**EXERCISE AIM:** Reproduce, without any change, the span of lines from the opening of the records below to the line containing "lists the direct", inclusive.

Items from a data source
- - -

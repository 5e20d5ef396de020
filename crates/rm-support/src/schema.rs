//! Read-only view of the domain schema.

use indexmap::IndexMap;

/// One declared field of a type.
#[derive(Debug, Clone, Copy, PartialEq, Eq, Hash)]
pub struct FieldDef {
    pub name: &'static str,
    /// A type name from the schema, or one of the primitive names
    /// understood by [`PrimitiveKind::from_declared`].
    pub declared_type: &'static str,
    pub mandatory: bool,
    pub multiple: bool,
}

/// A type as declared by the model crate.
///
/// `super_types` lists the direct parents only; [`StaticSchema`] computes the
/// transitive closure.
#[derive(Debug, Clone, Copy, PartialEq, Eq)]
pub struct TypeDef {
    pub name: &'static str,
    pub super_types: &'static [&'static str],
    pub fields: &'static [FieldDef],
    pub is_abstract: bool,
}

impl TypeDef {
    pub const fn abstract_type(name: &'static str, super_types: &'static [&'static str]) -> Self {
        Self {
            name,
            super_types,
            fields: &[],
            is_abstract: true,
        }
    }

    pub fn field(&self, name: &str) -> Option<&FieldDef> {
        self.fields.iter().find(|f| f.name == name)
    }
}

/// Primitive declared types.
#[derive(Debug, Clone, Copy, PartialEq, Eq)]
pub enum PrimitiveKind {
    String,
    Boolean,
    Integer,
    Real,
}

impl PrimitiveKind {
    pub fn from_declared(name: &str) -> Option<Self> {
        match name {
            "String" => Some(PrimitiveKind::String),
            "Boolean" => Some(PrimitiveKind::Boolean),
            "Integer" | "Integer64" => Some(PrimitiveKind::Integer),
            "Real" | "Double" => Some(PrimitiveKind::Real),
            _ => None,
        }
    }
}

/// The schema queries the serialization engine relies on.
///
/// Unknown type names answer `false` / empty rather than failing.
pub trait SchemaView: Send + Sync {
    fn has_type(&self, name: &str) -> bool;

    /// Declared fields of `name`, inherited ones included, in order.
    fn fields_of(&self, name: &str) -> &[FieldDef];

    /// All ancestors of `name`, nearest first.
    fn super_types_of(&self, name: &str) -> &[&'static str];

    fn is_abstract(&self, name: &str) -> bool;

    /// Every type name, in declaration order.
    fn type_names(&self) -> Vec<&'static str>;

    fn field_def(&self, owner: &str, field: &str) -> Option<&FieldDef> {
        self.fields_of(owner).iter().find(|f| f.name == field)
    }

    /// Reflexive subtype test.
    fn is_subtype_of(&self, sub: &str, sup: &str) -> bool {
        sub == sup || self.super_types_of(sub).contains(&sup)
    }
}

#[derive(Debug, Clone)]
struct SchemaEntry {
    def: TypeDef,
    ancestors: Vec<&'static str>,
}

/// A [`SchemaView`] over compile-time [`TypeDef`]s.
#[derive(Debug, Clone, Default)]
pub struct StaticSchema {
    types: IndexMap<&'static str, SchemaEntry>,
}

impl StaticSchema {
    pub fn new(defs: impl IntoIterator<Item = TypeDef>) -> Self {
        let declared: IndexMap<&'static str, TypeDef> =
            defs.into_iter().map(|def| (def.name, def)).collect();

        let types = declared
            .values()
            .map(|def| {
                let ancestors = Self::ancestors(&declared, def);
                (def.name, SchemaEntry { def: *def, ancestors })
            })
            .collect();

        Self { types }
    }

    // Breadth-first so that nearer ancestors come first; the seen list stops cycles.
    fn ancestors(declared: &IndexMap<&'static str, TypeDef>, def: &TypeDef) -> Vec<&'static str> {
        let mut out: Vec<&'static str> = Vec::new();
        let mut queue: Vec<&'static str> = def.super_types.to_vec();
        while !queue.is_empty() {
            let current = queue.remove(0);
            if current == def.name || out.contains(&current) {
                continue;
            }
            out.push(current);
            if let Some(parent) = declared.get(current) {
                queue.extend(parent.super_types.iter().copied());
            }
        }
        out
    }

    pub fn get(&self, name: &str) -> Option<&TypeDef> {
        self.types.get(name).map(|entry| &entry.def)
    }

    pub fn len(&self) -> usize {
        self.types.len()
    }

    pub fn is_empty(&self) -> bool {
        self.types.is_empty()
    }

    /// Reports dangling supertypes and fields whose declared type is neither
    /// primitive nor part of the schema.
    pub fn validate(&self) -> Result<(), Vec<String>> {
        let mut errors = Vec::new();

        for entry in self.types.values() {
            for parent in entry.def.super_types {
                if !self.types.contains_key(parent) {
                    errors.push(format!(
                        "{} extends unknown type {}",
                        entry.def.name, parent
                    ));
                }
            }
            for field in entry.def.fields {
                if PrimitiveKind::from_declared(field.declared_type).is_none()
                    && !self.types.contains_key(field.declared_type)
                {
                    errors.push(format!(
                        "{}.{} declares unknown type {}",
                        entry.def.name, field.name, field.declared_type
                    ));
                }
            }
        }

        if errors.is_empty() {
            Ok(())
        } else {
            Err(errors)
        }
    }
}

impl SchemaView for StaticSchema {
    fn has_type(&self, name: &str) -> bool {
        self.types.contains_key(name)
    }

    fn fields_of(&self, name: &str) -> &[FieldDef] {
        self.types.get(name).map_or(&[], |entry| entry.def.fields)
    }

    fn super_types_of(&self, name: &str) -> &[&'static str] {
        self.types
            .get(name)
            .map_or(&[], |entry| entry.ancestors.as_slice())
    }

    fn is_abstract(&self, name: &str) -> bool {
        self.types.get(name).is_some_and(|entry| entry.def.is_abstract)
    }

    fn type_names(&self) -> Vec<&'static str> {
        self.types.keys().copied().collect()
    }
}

- - -

**RESPONSE TO THIS TASK:**
repository 5e20d5ef396de020
filename crates/rm-support/src/schema.rs
//! Read-only view of the domain schema.

use indexmap::IndexMap;

/// One declared field of a type.
#[derive(Debug, Clone, Copy, PartialEq, Eq, Hash)]
pub struct FieldDef {
    pub name: &'static str,
    /// A type name from the schema, or one of the primitive names
    /// understood by [`PrimitiveKind::from_declared`].
    pub declared_type: &'static str,
    pub mandatory: bool,
    pub multiple: bool,
}

/// A type as declared by the model crate.
///
/// `super_types` lists the direct parents only; [`StaticSchema`] computes the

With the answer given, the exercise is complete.